12月18日の中医協 (ブリーフィング)

■ 基本問題小委員会③ ─ 長期入院患者に係る診療報酬(論点)
 

[保険局医療課・佐々木健課長補佐]
 (90日超で減額になる老人特定入院基本料は)平成10年からあった仕組みでありまして、本当のことを言いますと、(90日超で減額になる後期高齢者特定入院基本料は)「後期高齢者医療制度」が導入されたから入った制度ではないのですが、この仕組みが大変議論を呼びました。「年齢を制限している」ということと、「脳卒中の後遺症、認知症の行き場をどうするのか」という問題も絡みまして、非常に議論が起こったところでございます。

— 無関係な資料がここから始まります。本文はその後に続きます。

use std::time::Duration;

use serde_json::{json, Value};
use thiserror::Error;

use bazaar_core::errors::ApplicationError;
use bazaar_db::RepositoryError;

/// Failure of one call to the generative text backend.
///
/// None of these reach a caller: the loop turns them into persona fallback text
/// and the annotator into an empty rationale.
#[derive(Clone, Debug, Error, PartialEq, Eq)]
pub enum BackendError {
    #[error("backend unavailable: {0}")]
    Unavailable(String),
    #[error("backend call timed out after {0:?}")]
    Timeout(Duration),
    #[error("backend quota exhausted: {0}")]
    Quota(String),
    #[error("malformed backend output: {0}")]
    Malformed(String),
}

impl BackendError {
    pub fn code(&self) -> &'static str {
        match self {
            Self::Unavailable(_) => "backend_unavailable",
            Self::Timeout(_) => "backend_timeout",
            Self::Quota(_) => "backend_quota",
            Self::Malformed(_) => "malformed_backend_output",
        }
    }
}

/// Precondition failure inside a tool handler. Relayed to the backend as data.
#[derive(Clone, Debug, Error, PartialEq, Eq)]
pub enum ToolError {
    #[error("unknown tool `{0}`")]
    UnknownTool(String),
    #[error("invalid arguments for `{tool}`: {message}")]
    InvalidArguments { tool: String, message: String },
    #[error("item {0} not found")]
    ItemNotFound(i64),
    #[error("user not found")]
    UserNotFound,
    #[error("insufficient balance: required {required}, balance {balance}")]
    InsufficientBalance { required: i64, balance: i64 },
    #[error("no personas available to draw")]
    EmptyCatalog,
    #[error("tool `{tool}` not permitted: {reason}")]
    NotPermitted { tool: String, reason: String },
    #[error("store failure: {0}")]
    Store(String),
}

impl ToolError {
    pub fn code(&self) -> &'static str {
        match self {
            Self::UnknownTool(_) => "unknown_tool",
            Self::InvalidArguments { .. } => "invalid_arguments",
            Self::ItemNotFound(_) => "item_not_found",
            Self::UserNotFound => "user_not_found",
            Self::InsufficientBalance { .. } => "insufficient_balance",
            Self::EmptyCatalog => "empty_catalog",
            Self::NotPermitted { .. } => "tool_not_permitted",
            Self::Store(_) => "store_unavailable",
        }
    }

    /// Structured payload handed back to the backend in place of a result.
    pub fn to_payload(&self) -> Value {
        let mut payload = json!({ "error": self.code(), "message": self.to_string() });
        match self {
            Self::InsufficientBalance { required, balance } => {
                payload["required"] = json!(required);
                payload["balance"] = json!(balance);
            }
            Self::NotPermitted { reason, .. } => {
                payload["reason"] = json!(reason);
            }
            Self::UnknownTool(name) => {
                payload["tool"] = json!(name);
            }
            _ => {}
        }
        payload
    }
}

impl From<RepositoryError> for ToolError {
    fn from(error: RepositoryError) -> Self {
        Self::Store(error.to_string())
    }
}

#[derive(Debug, Error)]
pub enum AgentError {
    #[error("invalid input: {0}")]
    InvalidInput(String),
    #[error(transparent)]
    Repository(#[from] RepositoryError),
    #[error("text backend configuration: {0}")]
    BackendConfig(BackendError),
}

impl From<AgentError> for ApplicationError {
    fn from(error: AgentError) -> Self {
        match error {
            AgentError::InvalidInput(message) => {
                ApplicationError::Domain(bazaar_core::DomainError::InvalidInput(message))
            }
            AgentError::Repository(error) => ApplicationError::Persistence(error.to_string()),
            AgentError::BackendConfig(error) => ApplicationError::Configuration(error.to_string()),
        }
    }
}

 そういう意味で、この(90日超で減額になる後期高齢者特定入院基本料の見直し)問題は、障害者病棟や特殊疾患病棟と併せて議論していただくために整理しています。「論点」を見ていただくと......、(資料)「診─2」の6ページです。

○ 論点
 「後期高齢者」という名称を廃止することを前提として、一般病棟で90日以上に渡り入院を継続する患者に係る入院料について、診療報酬上の評価をどう考えるか。

1. 年齢要件について
 現行では減額対象となる者を75歳以上に限定しているが、これを他の年齢へ広げることについてどう考えるか。

2. 病態要件について
 現行の特定除外項目を廃止し、療養病棟入院基本料で用いている医療区分採用項目又はADL区分に試行的に置き換えることについて、どう考えるか。

3. 支払方式について(略)

 (先ほど説明したような)そういう前提がありまして、今回この「後期高齢者特定入院基本料をどうするか」という議論をお願いしたいということでした。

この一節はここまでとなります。